Parfois le diplôme d’une spécialité dont Israël a besoin, comme la gynécologie par exemple, précise Mizrahi, « n’est simplement pas reconnu ».
Le cas des infirmières
Qualità, une autre association d’aide à l’intégration des olim de France dirigée par Ariel Kandel, défend le sort des infirmières étrangères depuis plus d’un an.
On y explique que le ministère de la Santé tente de colmater les brèches. Des subventions et des bourses sont mises en place pour inciter les jeunes qui sortent de l’armée à venir grossir les rangs des carabins. Mais cela n’est pas suffisant, et les mots de Kandel sont sans appel.
« Il s’agit du plus gros scandale dans le domaine de l’intégration des olim des pays occidentaux », tonne Kandel, ancien directeur de l’Agence juive française.
« Aujourd’hui l’équivalence est accordée aux dentistes, aux médecins, aux pharmaciens, aux internes en médecine, mais le ministère de la Santé considère que le diplôme français n’a pas fait ses preuves, » explique-t-il.
L’association Qualità a déjà recensé « au moins une centaine de cas d’infirmières françaises qui se trouvent déjà en Israël ou qui ont ouvert des dossiers d’alyah et qui ne peuvent exercer leur métier ici,” explique Ariel Kandel.
Selon Gvahim « la difficulté du processus cache sans doute un plus grand nombre de personnes qui ne nous contactent même pas ».
Comme pour les dentistes jusqu’en 2016, les infirmières françaises (et les sages-femmes, considérées comme des infirmières spécialisées) sont aujourd’hui contraintes de passer le même examen final que les étudiants en infirmerie, un examen qui recoupe tout le programme enseigné. Un examen théorique devant lequel 70 % des candidates françaises échouent, souligne Kandel.

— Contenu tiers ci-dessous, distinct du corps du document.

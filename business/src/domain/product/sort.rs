use super::model::Product;

/// Direction for the price ordering.
#[derive(Debug, Clone, Copy, PartialEq, Eq)]
pub enum PriceOrder {
    Ascending,
    Descending,
}

/// Pluggable total order over the product list, selected per view-model and
/// replaceable at runtime.
///
/// Every variant sorts stably: products comparing equal keep their relative
/// input order.
#[derive(Debug, Clone, Copy, PartialEq, Eq)]
pub enum SortStrategy {
    /// Ascending, case-insensitive on `name`.
    ByName,
    /// Numeric on `price`, in the given direction.
    ByPrice(PriceOrder),
    /// Favorites strictly before non-favorites.
    ByFavorite,
}

impl SortStrategy {
    pub fn sort(&self, mut products: Vec<Product>) -> Vec<Product> {
        match self {
            SortStrategy::ByName => {
                products.sort_by(|a, b| a.name.to_lowercase().cmp(&b.name.to_lowercase()));
            }
            SortStrategy::ByPrice(PriceOrder::Ascending) => {
                products.sort_by(|a, b| a.price.total_cmp(&b.price));
            }
            SortStrategy::ByPrice(PriceOrder::Descending) => {
                products.sort_by(|a, b| b.price.total_cmp(&a.price));
            }
            SortStrategy::ByFavorite => {
                products.sort_by_key(|p| !p.is_favorite);
            }
        }
        products
    }
}

impl std::fmt::Display for SortStrategy {
    fn fmt(&self, f: &mut std::fmt::Formatter<'_>) -> std::fmt::Result {
        match self {
            SortStrategy::ByName => write!(f, "name"),
            SortStrategy::ByPrice(PriceOrder::Ascending) => write!(f, "price-asc"),
            SortStrategy::ByPrice(PriceOrder::Descending) => write!(f, "price-desc"),
            SortStrategy::ByFavorite => write!(f, "favorite"),
        }
    }
}

impl std::str::FromStr for SortStrategy {
    type Err = String;

    fn from_str(s: &str) -> Result<Self, Self::Err> {
        match s {
            "name" => Ok(SortStrategy::ByName),
            "price-asc" => Ok(SortStrategy::ByPrice(PriceOrder::Ascending)),
            "price-desc" => Ok(SortStrategy::ByPrice(PriceOrder::Descending)),
            "favorite" => Ok(SortStrategy::ByFavorite),
            _ => Err(format!("Invalid sort strategy: {}", s)),
        }
    }
}
use std::sync::Arc;

use async_trait::async_trait;
use uuid::Uuid;

use crate::domain::logger::Logger;
use crate::domain::product::errors::CatalogServiceError;
use crate::domain::product::model::Product;
use crate::domain::product::repository::ProductRepository;
use crate::domain::product::services::CatalogService;
use crate::domain::product::sort::SortStrategy;

pub struct CatalogServiceImpl {
    pub repository: Arc<dyn ProductRepository>,
    pub logger: Arc<dyn Logger>,
}

#[async_trait]
impl CatalogService for CatalogServiceImpl {
    async fn load_products(&self) -> Result<Vec<Product>, CatalogServiceError> {
        self.logger.info("Loading product catalog");
        let products = self.repository.fetch_all().await?;
        self.logger
            .info(&format!("Loaded {} products", products.len()));
        Ok(products)
    }

    fn search_products(&self, query: &str, products: &[Product]) -> Vec<Product> {
        if query.is_empty() {
            return products.to_vec();
        }

        let lowercased_query = query.to_lowercase();
        products
            .iter()
            .filter(|product| product.name.to_lowercase().contains(&lowercased_query))
            .cloned()
            .collect()
    }

    fn sort_products(&self, products: Vec<Product>, strategy: SortStrategy) -> Vec<Product> {
        strategy.sort(products)
    }

    async fn toggle_favorite(&self, id: Uuid) -> Result<Product, CatalogServiceError> {
        self.logger.info(&format!("Toggling favorite: {}", id));
        let product = self.repository.toggle_favorite(id).await.map_err(|e| {
            self.logger
                .warn(&format!("Favorite toggle failed for {}: {}", id, e));
            CatalogServiceError::Repository(e)
        })?;
        Ok(product)
    }
}
use uuid::Uuid;

/// Catalog entry as shown in the product list.
///
/// `name` and `price` are accepted as-is: empty names and negative prices are
/// not rejected here. `is_favorite` only ever changes through the repository's
/// toggle operation.
#[derive(Debug, Clone, PartialEq)]
pub struct Product {
    pub id: Uuid,
    pub name: String,
    pub category: String,
    pub price: f64,
    pub is_favorite: bool,
}

impl Product {
    pub fn new(
        name: impl Into<String>,
        category: impl Into<String>,
        price: f64,
        is_favorite: bool,
    ) -> Self {
        Self {
            id: Uuid::new_v4(),
            name: name.into(),
            category: category.into(),
            price,
            is_favorite,
        }
    }
}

« On demande à des infirmières qui ont parfois 30 ans de métier de revoir toute la théorie alors qu’elles ne maîtrisent pas encore la langue et doivent nourrir leur famille ».
Selon lui, le vice-ministre de la Santé Yaakov Litzman aurait des intentions favorables quant à la reconnaissance du diplome français, « mais l’infirmière en chef du ministère, Shoshi Goldberg, bloque la procédure, je ne sais pas pourquoi, c’est incompréhensible. Elle estime qu’il s’agit d’une question de santé publique, mais nous avons déjà tout vérifié. Et si les médecins d’un pays sont reconnus, pourquoi pas ses infirmières ? C’est illogique ».
Le diplôme français, ajoute-t-il, est reconnu dans le monde entier. « Nous avons comparé les syllabus français et israélien – les matières enseignées durant les études – et il s’est avéré qu’il est plus large en France qu’en Israël ». Il n’existe selon lui aucune raison de mettre en doute la compétence des infirmières françaises, au contraire.
Face à ce qu’il considère comme un abus de pouvoir, Ariel Kandel a déposé un rapport de 50 pages au ministère de la Santé pour plaider la cause des infirmières.
« Si cela ne bouge pas, nous porterons plainte, nous allons être obligés d’aller devant la justice ».